# TASK TO CARRY OUT
Beginning at the top of the data below, write out every line exactly until you reach the line with "- **Hub**: per-process", and include that line.
-------- DATASET RECORDS
//! Real-time push delivery
//!
//! # Architecture
//!
//! - **Connection**: one authenticated duplex channel, driven by an inbound and an outbound pump
//! - **Queue**: bounded per-connection outbound buffer with an overflow policy
//! - **Hub**: per-process registry keyed by `(role, entity id)`
//! - **Bridge**: cross-process pub/sub so any instance can reach any recipient
//! - **Handler**: Axum upgrade routes
//! - **Envelope**: the JSON frame every client receives

pub mod bridge;
pub mod connection;
pub mod envelope;
pub mod handler;
pub mod hub;
pub mod queue;

pub use bridge::{Bridge, BridgeError, BridgeSettings, Broker, BrokerMessage, LoopbackBroker, RedisBroker};
pub use connection::{Connection, ConnectionSettings, ConnectionState};
pub use envelope::Envelope;
pub use handler::{platform_ws_handler, ws_handler};
pub use hub::{Hub, HubStats};
pub use queue::{EnqueueOutcome, OutboundQueue, OverflowPolicy};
----------------
# ANSWER BOX
//! Real-time push delivery
//!
//! # Architecture
//!
//! - **Connection**: one authenticated duplex channel, driven by an inbound and an outbound pump
//! - **Queue**: bounded per-connection outbound buffer with an overflow policy
//! - **Hub**: per-process registry keyed by `(role, entity id)`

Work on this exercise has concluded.